Exercise details:
Restate word for word every line from the top of the data below down through the line that holds "let status = CplMkStatus::parse(value);".
[Opening Data section section]
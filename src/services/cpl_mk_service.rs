use std::collections::HashSet;

use rust_decimal::Decimal;
use serde::Deserialize;
use sqlx::{PgConnection, PgPool};
use uuid::Uuid;

use crate::database::manager::ConstraintViolation;
use crate::database::models::mapping::{CplMkMapping, CplMkStatus, CPL, MATA_KULIAH};
use crate::services::mapping_service::{lock_anchor, require_related};
use crate::services::ServiceError;
use crate::types::TenantScope;
use crate::validation::FieldErrors;

const STATUS_NAMES: &[&str] = &["I", "R", "M", "A"];

#[derive(Debug, Default, Clone, Deserialize)]
pub struct CplMkEntryInput {
    pub mata_kuliah_id: Option<Uuid>,
    pub status: Option<String>,
    pub semester_target: Option<i32>,
    pub bobot_status: Option<Decimal>,
}

/// POST / PUT body: either one link or a `mata_kuliah_mappings` set
#[derive(Debug, Default, Deserialize)]
pub struct CplMkBody {
    pub cpl_id: Option<Uuid>,
    pub mata_kuliah_mappings: Option<Vec<CplMkEntryInput>>,
    #[serde(flatten)]
    pub entry: CplMkEntryInput,
}

/// `PUT /:id`; absent fields keep their stored value
#[derive(Debug, Default, Deserialize)]
pub struct CplMkAttributesInput {
    pub status: Option<String>,
    pub semester_target: Option<i32>,
    pub bobot_status: Option<Decimal>,
}

#[derive(Debug, Clone, PartialEq)]
pub struct CplMkEntry {
    pub mata_kuliah_id: Uuid,
    pub status: CplMkStatus,
    pub semester_target: Option<i32>,
    pub bobot_status: Decimal,
}

#[derive(Debug, Clone, PartialEq)]
pub enum CplMkCommand {
    Single { cpl_id: Uuid, entry: CplMkEntry },
    Replace { cpl_id: Uuid, entries: Vec<CplMkEntry> },
}

fn parse_status(errors: &mut FieldErrors, field: &str, value: &str) -> Option<CplMkStatus> {
    let status = CplMkStatus::parse(value);
    if status.is_none() {
        errors.one_of(field, "Status", value, STATUS_NAMES);
    }
    status
}

fn check_semester(errors: &mut FieldErrors, field: &str, semester: Option<i32>) {
    if let Some(semester) = semester {
        errors.int_range(field, "Semester target", semester, 1, Some(8));
    }
}

fn check_bobot(errors: &mut FieldErrors, field: &str, bobot: Decimal) {
    errors.decimal_range(field, "Bobot status", bobot, Decimal::ZERO, Decimal::ONE_HUNDRED);
}

/// Field names are prefixed so list entries report as `mata_kuliah_mappings[2].status`
fn validate_entry(input: CplMkEntryInput, prefix: &str, errors: &mut FieldErrors) -> Option<CplMkEntry> {
    let field = |name: &str| format!("{}{}", prefix, name);

    let mata_kuliah_id = errors.required(&field("mata_kuliah_id"), "Mata kuliah", input.mata_kuliah_id);
    let status = errors
        .required_text(&field("status"), "Status", input.status)
        .and_then(|s| parse_status(errors, &field("status"), &s));
    let bobot_status = errors.required(&field("bobot_status"), "Bobot status", input.bobot_status);

    check_semester(errors, &field("semester_target"), input.semester_target);
    if let Some(bobot) = bobot_status {
        check_bobot(errors, &field("bobot_status"), bobot);
    }

    Some(CplMkEntry {
        mata_kuliah_id: mata_kuliah_id?,
        status: status?,
        semester_target: input.semester_target,
        bobot_status: bobot_status?,
    })
}

fn parse_entries(list: Vec<CplMkEntryInput>, errors: &mut FieldErrors) -> Vec<CplMkEntry> {
    let mut entries = Vec::with_capacity(list.len());
    let mut seen = HashSet::new();
    for (i, input) in list.into_iter().enumerate() {
        if let Some(entry) = validate_entry(input, &format!("mata_kuliah_mappings[{}].", i), errors) {
            if seen.insert(entry.mata_kuliah_id) {
                entries.push(entry);
            }
        }
    }
    entries
}

/// POST body: a non-empty set replaces, otherwise the flattened fields form one link
pub fn parse_body(body: CplMkBody) -> Result<CplMkCommand, FieldErrors> {
    let mut errors = FieldErrors::new();
    let cpl_id = errors.required("cpl_id", "CPL", body.cpl_id);

    let command = match body.mata_kuliah_mappings {
        Some(list) => {
            if list.is_empty() {
                errors.add("mata_kuliah_mappings", "At least one mapping is required");
            }
            let entries = parse_entries(list, &mut errors);
            cpl_id.map(|cpl_id| CplMkCommand::Replace { cpl_id, entries })
        }
        None => {
            let entry = validate_entry(body.entry, "", &mut errors);
            cpl_id.zip(entry).map(|(cpl_id, entry)| CplMkCommand::Single { cpl_id, entry })
        }
    };

    match command {
        Some(command) if errors.is_empty() => Ok(command),
        _ => Err(errors),
    }
}

/// PUT body: the set is required and may be empty, which clears the CPL
pub fn parse_replace_body(body: CplMkBody) -> Result<(Uuid, Vec<CplMkEntry>), FieldErrors> {
    let mut errors = FieldErrors::new();
    let cpl_id = errors.required("cpl_id", "CPL", body.cpl_id);
    let entries = errors
        .required("mata_kuliah_mappings", "mata_kuliah_mappings", body.mata_kuliah_mappings)
        .map(|list| parse_entries(list, &mut errors));

    match (cpl_id, entries) {
        (Some(cpl_id), Some(entries)) if errors.is_empty() => Ok((cpl_id, entries)),
        _ => Err(errors),
    }
}

const SELECT: &str = r#"
    SELECT m.id, m.cpl_id, m.mata_kuliah_id, m.status, m.semester_target, m.bobot_status,
           c.kode_cpl, mk.kode_mk, mk.nama_mk, m.created_at, m.updated_at
    FROM cpl_mk_mapping m
    JOIN cpl c ON c.id = m.cpl_id
    JOIN mata_kuliah mk ON mk.id = m.mata_kuliah_id
    WHERE ($1::uuid IS NULL OR c.program_studi_id = $1)
      AND ($2::uuid IS NULL OR m.cpl_id = $2)
      AND ($3::uuid IS NULL OR m.mata_kuliah_id = $3)
      AND ($4::uuid IS NULL OR m.id = $4)
    ORDER BY c.kode_cpl ASC, mk.semester ASC, mk.kode_mk ASC
"#;

async fn select(
    conn: &mut PgConnection,
    scope: &TenantScope,
    cpl_id: Option<Uuid>,
    mata_kuliah_id: Option<Uuid>,
    id: Option<Uuid>,
) -> Result<Vec<CplMkMapping>, ServiceError> {
    let rows = sqlx::query_as::<_, CplMkMapping>(SELECT)
        .bind(scope.tenant())
        .bind(cpl_id)
        .bind(mata_kuliah_id)
        .bind(id)
        .fetch_all(conn)
        .await?;
    Ok(rows)
}

async fn insert(conn: &mut PgConnection, cpl_id: Uuid, entry: &CplMkEntry) -> Result<Uuid, sqlx::Error> {
    sqlx::query_scalar(
        r#"
        INSERT INTO cpl_mk_mapping (cpl_id, mata_kuliah_id, status, semester_target, bobot_status)
        VALUES ($1, $2, $3, $4, $5)
        RETURNING id
        "#,
    )
    .bind(cpl_id)
    .bind(entry.mata_kuliah_id)
    .bind(entry.status)
    .bind(entry.semester_target)
    .bind(entry.bobot_status)
    .fetch_one(conn)
    .await
}

fn not_found() -> ServiceError {
    ServiceError::NotFound("Mapping not found".to_string())
}

/// CPL to course links carrying an I/R/M/A status and a weight
pub struct CplMkService {
    pool: PgPool,
    scope: TenantScope,
}

impl CplMkService {
    pub fn new(pool: PgPool, scope: TenantScope) -> Self {
        Self { pool, scope }
    }

    pub async fn list(&self, cpl_id: Option<Uuid>, mata_kuliah_id: Option<Uuid>) -> Result<Vec<CplMkMapping>, ServiceError> {
        let mut conn = self.pool.acquire().await?;
        select(&mut conn, &self.scope, cpl_id, mata_kuliah_id, None).await
    }

    pub async fn create_one(&self, cpl_id: Uuid, entry: &CplMkEntry) -> Result<CplMkMapping, ServiceError> {
        let mut tx = self.pool.begin().await?;
        let tenant = lock_anchor(&mut tx, CPL.table, CPL.fk, &self.scope, cpl_id).await?;
        require_related(&mut tx, MATA_KULIAH.table, MATA_KULIAH.fk, tenant, &[entry.mata_kuliah_id]).await?;

        let id = insert(&mut tx, cpl_id, entry)
            .await
            .map_err(|err| match ConstraintViolation::classify(&err) {
                Some(ConstraintViolation::Unique(_)) => ServiceError::Rejected("Mapping already exists".to_string()),
                _ => err.into(),
            })?;
        let row = select(&mut tx, &self.scope, None, None, Some(id))
            .await?
            .into_iter()
            .next()
            .ok_or_else(not_found)?;
        tx.commit().await?;

        tracing::info!(id = %id, cpl_id = %cpl_id, "cpl-mk mapping created");
        Ok(row)
    }

    /// Full replacement of the CPL's course links; an empty set clears it
    pub async fn replace(&self, cpl_id: Uuid, entries: &[CplMkEntry]) -> Result<Vec<CplMkMapping>, ServiceError> {
        let mut tx = self.pool.begin().await?;
        let tenant = lock_anchor(&mut tx, CPL.table, CPL.fk, &self.scope, cpl_id).await?;
        let course_ids: Vec<Uuid> = entries.iter().map(|e| e.mata_kuliah_id).collect();
        require_related(&mut tx, MATA_KULIAH.table, "mata_kuliah_mappings", tenant, &course_ids).await?;

        let removed = sqlx::query("DELETE FROM cpl_mk_mapping WHERE cpl_id = $1")
            .bind(cpl_id)
            .execute(&mut *tx)
            .await?
            .rows_affected();
        for entry in entries {
            insert(&mut tx, cpl_id, entry).await?;
        }

        let rows = select(&mut tx, &self.scope, Some(cpl_id), None, None).await?;
        tx.commit().await?;

        tracing::info!(cpl_id = %cpl_id, removed, added = entries.len(), "cpl-mk mapping set replaced");
        Ok(rows)
    }

    pub async fn update_attributes(&self, id: Uuid, input: CplMkAttributesInput) -> Result<CplMkMapping, ServiceError> {
        let mut errors = FieldErrors::new();
        let status = input
            .status
            .as_deref()
            .and_then(|s| parse_status(&mut errors, "status", s));
        check_semester(&mut errors, "semester_target", input.semester_target);
        if let Some(bobot) = input.bobot_status {
            check_bobot(&mut errors, "bobot_status", bobot);
        }
        errors.into_result()?;

        let mut tx = self.pool.begin().await?;
        let updated = sqlx::query(
            r#"
            UPDATE cpl_mk_mapping m
            SET status = COALESCE($3, m.status),
                semester_target = COALESCE($4, m.semester_target),
                bobot_status = COALESCE($5, m.bobot_status),
                updated_at = NOW()
            FROM cpl c
            WHERE m.id = $1 AND c.id = m.cpl_id AND ($2::uuid IS NULL OR c.program_studi_id = $2)
            "#,
        )
        .bind(id)
        .bind(self.scope.tenant())
        .bind(status)
        .bind(input.semester_target)
        .bind(input.bobot_status)
        .execute(&mut *tx)
        .await?
        .rows_affected();
        if updated == 0 {
            return Err(not_found());
        }

        let row = select(&mut tx, &self.scope, None, None, Some(id))
            .await?
            .into_iter()
            .next()
            .ok_or_else(not_found)?;
        tx.commit().await?;
        Ok(row)
    }

    pub async fn delete_one(&self, id: Uuid) -> Result<(), ServiceError> {
        let result = sqlx::query(
            "DELETE FROM cpl_mk_mapping m USING cpl c WHERE m.id = $1 AND c.id = m.cpl_id AND ($2::uuid IS NULL OR c.program_studi_id = $2)",
        )
        .bind(id)
        .bind(self.scope.tenant())
        .execute(&self.pool)
        .await?;
        if result.rows_affected() == 0 {
            return Err(not_found());
        }
        tracing::info!(id = %id, "cpl-mk mapping deleted");
        Ok(())
    }
}

#[cfg(test)]
mod tests {
    use super::*;
    use serde_json::json;

    fn body(value: serde_json::Value) -> CplMkBody {
        serde_json::from_value(value).unwrap()
    }

    #[test]
    fn single_link_body() {
        let cpl = Uuid::new_v4();
        let mk = Uuid::new_v4();
        let command = parse_body(
            body(json!({ "cpl_id": cpl, "mata_kuliah_id": mk, "status": "m", "bobot_status": 40 })),
        )
        .unwrap();
        let CplMkCommand::Single { cpl_id, entry } = command else {
            panic!("expected a single link");
        };
        assert_eq!(cpl_id, cpl);
        assert_eq!(entry.status, CplMkStatus::M);
        assert_eq!(entry.bobot_status, Decimal::new(40, 0));
        assert_eq!(entry.semester_target, None);
    }

    #[test]
    fn replace_dedups_by_course() {
        let cpl = Uuid::new_v4();
        let mk = Uuid::new_v4();
        let (cpl_id, entries) = parse_replace_body(body(json!({
            "cpl_id": cpl,
            "mata_kuliah_mappings": [
                { "mata_kuliah_id": mk, "status": "I", "bobot_status": 20, "semester_target": 1 },
                { "mata_kuliah_id": mk, "status": "A", "bobot_status": 80 }
            ]
        })))
        .unwrap();
        assert_eq!(cpl_id, cpl);
        assert_eq!(entries.len(), 1);
        assert_eq!(entries[0].status, CplMkStatus::I);
    }

    #[test]
    fn empty_set_only_on_put() {
        let cpl = Uuid::new_v4();
        let put = parse_replace_body(body(json!({ "cpl_id": cpl, "mata_kuliah_mappings": [] }))).unwrap();
        assert_eq!(put, (cpl, vec![]));

        let post = parse_body(body(json!({ "cpl_id": cpl, "mata_kuliah_mappings": [] }))).unwrap_err();
        assert!(post.get("mata_kuliah_mappings").is_some());
    }

    #[test]
    fn put_requires_the_set() {
        // A single-link body is not a replacement
        let errors = parse_replace_body(body(json!({
            "cpl_id": Uuid::new_v4(),
            "mata_kuliah_id": Uuid::new_v4(),
            "status": "I",
            "bobot_status": 10
        })))
        .unwrap_err();
        assert!(errors.get("mata_kuliah_mappings").is_some());
    }

    #[test]
    fn entry_errors_are_indexed() {
        let errors = parse_body(
            body(json!({
                "cpl_id": Uuid::new_v4(),
                "mata_kuliah_mappings": [
                    { "mata_kuliah_id": Uuid::new_v4(), "status": "X", "bobot_status": 120, "semester_target": 9 }
                ]
            })),
        )
        .unwrap_err();
        assert!(errors.get("mata_kuliah_mappings[0].status").is_some());
        assert!(errors.get("mata_kuliah_mappings[0].bobot_status").is_some());
        assert!(errors.get("mata_kuliah_mappings[0].semester_target").is_some());
    }
}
[Closing Data section section]
Answer:
filename src/services/cpl_mk_service.rs
use std::collections::HashSet;

use rust_decimal::Decimal;
use serde::Deserialize;
use sqlx::{PgConnection, PgPool};
use uuid::Uuid;

use crate::database::manager::ConstraintViolation;
use crate::database::models::mapping::{CplMkMapping, CplMkStatus, CPL, MATA_KULIAH};
use crate::services::mapping_service::{lock_anchor, require_related};
use crate::services::ServiceError;
use crate::types::TenantScope;
use crate::validation::FieldErrors;

const STATUS_NAMES: &[&str] = &["I", "R", "M", "A"];

#[derive(Debug, Default, Clone, Deserialize)]
pub struct CplMkEntryInput {
    pub mata_kuliah_id: Option<Uuid>,
    pub status: Option<String>,
    pub semester_target: Option<i32>,
    pub bobot_status: Option<Decimal>,
}

/// POST / PUT body: either one link or a `mata_kuliah_mappings` set
#[derive(Debug, Default, Deserialize)]
pub struct CplMkBody {
    pub cpl_id: Option<Uuid>,
    pub mata_kuliah_mappings: Option<Vec<CplMkEntryInput>>,
    #[serde(flatten)]
    pub entry: CplMkEntryInput,
}

/// `PUT /:id`; absent fields keep their stored value
#[derive(Debug, Default, Deserialize)]
pub struct CplMkAttributesInput {
    pub status: Option<String>,
    pub semester_target: Option<i32>,
    pub bobot_status: Option<Decimal>,
}

#[derive(Debug, Clone, PartialEq)]
pub struct CplMkEntry {
    pub mata_kuliah_id: Uuid,
    pub status: CplMkStatus,
    pub semester_target: Option<i32>,
    pub bobot_status: Decimal,
}

#[derive(Debug, Clone, PartialEq)]
pub enum CplMkCommand {
    Single { cpl_id: Uuid, entry: CplMkEntry },
    Replace { cpl_id: Uuid, entries: Vec<CplMkEntry> },
}

fn parse_status(errors: &mut FieldErrors, field: &str, value: &str) -> Option<CplMkStatus> {
    let status = CplMkStatus::parse(value);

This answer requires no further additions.